If you're reading this, hopefully it means that my little "Hello, World" program worked! What program, you ask? As it turns out, this entire blog was built with a simple static site generator that I wrote in a weekend using Python! Essentially, it's operates quite similarly to programs like Jekyll and Hexo, only with fewer features and significantly more bugs! All jokes aside, I had way more fun solving this one myself than I would have if I had just taken one of these prebuilt solutions. Better to learn something, right? :)

The Goal

We want our script to take a source directory that has posts organized in a nice, readable way (read: markdown, folders, etc.) and convert it to something accessible by a web browser (read: horrifying tag hell). I didn't really put a lot of thought into the directory structure I chose for the source files, but something like this seems to look pretty nice, at least:

$ tree
├── base
│   └── css
│       └── style.css
├── posts
│   ├── Hello, World
│   │   ├── date
│   │   └── post.md
│   └── Post Number 2
│       ├── date
│       ├── image1.png
│       ├── image2.png
│       └── post.md
└── templates
    ├── homepage.html
    └── post.html

Everything inside the base folder is copied indiscriminately to the final build. This is useful for pages that never change (like an "about me" section, CSS, etc.). The posts directory contains a folder for every post that the blog has. Each of these folder is required to have a post.md file with the text content (formatted in markdown!). If there is a date file, the date inside will be used instead of the time the folder was last modified for the post timestamp. Any extra resources needed for the post (images, videos, audio, downloadable scripts, etc.) can also be included in the post's folder. Finally, pages in the blog are generated using the templates located under the templates folder.
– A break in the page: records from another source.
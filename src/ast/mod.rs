//! The abstract syntax tree built by the semantic pass of the grammar engine.
//!
//! Every node owns its children. Evaluation lives in [`crate::eval`].

mod ast_types;

#[cfg(test)]
mod tests;

pub use ast_types::*;
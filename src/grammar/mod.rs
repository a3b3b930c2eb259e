//! The table driven grammar engine.
//!
//! A [`GrammarEngine`] runs an LR parse over a token stream. What a reduction builds depends on the engine's
//! [`Mode`], fixed at construction: in [`Mode::Syntax`] every production becomes a labelled [`Node`], and in
//! [`Mode::Semantic`] productions build the AST directly. The same token slice can be parsed by an engine of
//! each mode.

mod precedence;
mod productions;
mod semantic_actions;
mod syntax_actions;
mod table;

#[cfg(test)]
mod tests;

pub use precedence::{precedence_of, Associativity, Precedence};
pub use productions::{productions, NonTerminal, Production, Rule, Symbol};
pub use table::{Action, Conflict, ParseTable, Terminal, PARSE_TABLE};

use semantic_actions::{SemanticActions, SemanticValue};
use syntax_actions::{SyntaxActions, SyntaxValue};

use crate::ast::Main;
use crate::error::ParseError;
use crate::state::ProgramState;
use crate::token::Token;
use crate::trace::Node;

use tracing::{debug, trace};

#[derive(Debug, Clone, Copy, PartialEq, Eq)]
pub enum Mode {
    Syntax,
    Semantic,
}

#[derive(Debug, Clone, PartialEq)]
pub enum ParseOutput {
    Syntax(Node),
    Semantic(Main),
}

/// What a grammar engine does when it shifts a token or reduces a production.
pub(crate) trait ReduceActions {
    type Value;

    fn shift(&mut self, token: &Token) -> Self::Value;

    /// `values` holds one value per right hand side symbol, in order.
    fn reduce(
        &mut self,
        production: &Production,
        values: Vec<Self::Value>,
        state: &mut ProgramState,
    ) -> Result<Self::Value, ParseError>;
}

#[derive(Debug, Clone, Copy)]
pub struct GrammarEngine {
    mode: Mode,
}

impl GrammarEngine {
    pub fn new(mode: Mode) -> GrammarEngine {
        GrammarEngine { mode }
    }

    pub fn mode(&self) -> Mode {
        self.mode
    }

    /// Parses a full token stream. The state receives function declarations in semantic mode, and is left alone
    /// in syntax mode.
    pub fn parse(&self, tokens: &[Token], state: &mut ProgramState) -> Result<ParseOutput, ParseError> {
        debug!(mode = ?self.mode, tokens = tokens.len(), "Starting parse");

        match self.mode {
            Mode::Syntax => match run_lr(&mut SyntaxActions, tokens, state)? {
                SyntaxValue::Children(children) => Ok(ParseOutput::Syntax(Node::with_children("main", children))),
                SyntaxValue::Token(token) => Err(format!("Parse produced a bare token {token}").into()),
            },
            Mode::Semantic => match run_lr(&mut SemanticActions, tokens, state)? {
                SemanticValue::Main(main) => Ok(ParseOutput::Semantic(main)),
                other => Err(format!("Parse produced {other:?} instead of main").into()),
            },
        }
    }
}

/// Parses in syntax mode, returning the `main` node of the full derivation.
pub fn parse_syntax(tokens: &[Token], state: &mut ProgramState) -> Result<Node, ParseError> {
    match GrammarEngine::new(Mode::Syntax).parse(tokens, state)? {
        ParseOutput::Syntax(node) => Ok(node),
        ParseOutput::Semantic(_) => Err("Syntax engine produced an AST".into()),
    }
}

/// Parses in semantic mode, returning the AST.
pub fn parse_semantic(tokens: &[Token], state: &mut ProgramState) -> Result<Main, ParseError> {
    match GrammarEngine::new(Mode::Semantic).parse(tokens, state)? {
        ParseOutput::Semantic(main) => Ok(main),
        ParseOutput::Syntax(_) => Err("Semantic engine produced a syntax tree".into()),
    }
}

/// The LR driver. Keeps explicit state and value stacks, so deep programs do not recurse.
fn run_lr<A: ReduceActions>(
    actions: &mut A,
    tokens: &[Token],
    state: &mut ProgramState,
) -> Result<A::Value, ParseError> {
    let table = &*PARSE_TABLE;

    let mut states: Vec<usize> = vec![0];
    let mut values: Vec<A::Value> = vec![];
    let mut position = 0;

    loop {
        let current = *states.last().expect("Start state is never popped");
        let lookahead = tokens.get(position);
        let terminal = lookahead.map_or(Terminal::End, |token| Terminal::Token(token.kind));

        match table.action(current, terminal) {
            Some(Action::Shift(next)) => {
                let token = lookahead.expect("End of input is never shifted");
                values.push(actions.shift(token));
                states.push(next);
                position += 1;
            }
            Some(Action::Reduce(index)) => {
                let production = &table.productions[index];
                let length = production.rhs.len();

                trace!(%production, "Reducing");

                let children = values.split_off(values.len() - length);
                states.truncate(states.len() - length);

                let value = actions.reduce(production, children, state)?;

                let from = *states.last().expect("Start state is never popped");
                let next = table
                    .goto(from, production.lhs)
                    .ok_or_else(|| ParseError::Logic(format!("No goto from state {from} on {}", production.lhs.name())))?;

                states.push(next);
                values.push(value);
            }
            Some(Action::Accept) => {
                return values.pop().ok_or_else(|| "Accepted with an empty value stack".into());
            }
            Some(Action::Error) | None => {
                let expected = table.expected(current);

                return Err(match lookahead {
                    Some(token) => ParseError::UnexpectedToken { token: token.clone(), expected },
                    None => ParseError::UnexpectedEndOfInput { expected },
                });
            }
        }
    }
}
After our build script runs, we should end up with a website that looks like this:

$ tree
├── 2016
│   └── 12
│       ├── hello-world.html
│       └── image-example-post.html
├── audio
├── css
│   └── style.css
├── img
│   ├── 20161225_image1.png
│   └── 20161225_image2.png
├── index.html
├── other
└── vid

Copying some files

This isn't exactly a one step process, so let's break it up into pieces. First, we copy everything from base to our build directory, where our finished website will reside. This is pretty easy using Python's pathlib and shutil, however, shutil refuses to overwrite files when copying, so we need to ensure that it never tries to.

def copy_base(base_dir, build_dir):
    for f in base_dir.iterdir():
        # check if there's a conflict, fix if there is
        if build_dir.joinpath(f.relative_to('base')).exists():
            rmtree(str(build_dir.joinpath(f.relative_to('base'))))
        # copy the files
        copytree(str(f), str(build_dir.joinpath(f.relative_to('base'))))

One interesting thing to note about this code is the fact that we have to convert our pathlib objects to strings before we can use them in the shutil file manipulation functions. This is due to a weird bit of incosistency in Python's standard library that should be fixed in version 3.6 (see PEP 519)

Getting the posts

Next, we'll retrieve information about all of the blog posts in the posts folder, again, using pathlib. We'll store the results of our search in a list of dictionaries, each dictionary containing the actual post (as markdown), the date the post was last modified at, the timestamp from the date file (if there is one), and lists of paths for all other resources used.

# retrieves information about the post in directory 'dir'
def get_post(dir):
    modified = 0
    post = None
    date = None
    img = []
    vid = []
    audio = []
    other = []
    for f in dir.iterdir():
        if f.is_dir():
            raise OSError('subdirectories are not allowed for posts')
        # store most recent modification time
        if f.stat().st_mtime > modified:
            modified = f.stat().st_mtime

        if f.name == 'post.md':
            post = f
        elif f.name == 'date':
            date = f

        # categorize resource types
        elif f.name.endswith(('png', 'jpg', 'jpeg', 'gif')):
            img.append(f)
        elif f.name.endswith(('mp4', 'avi')):
            vid.append(f)
        elif f.name.endswith(('mp3', 'wav', 'ogg')):
            audio.append(f)
        else:
            other.append(f)

    # make sure post.md was found
    if post is None:
        raise OSError('post.md not found in ' + dir.name)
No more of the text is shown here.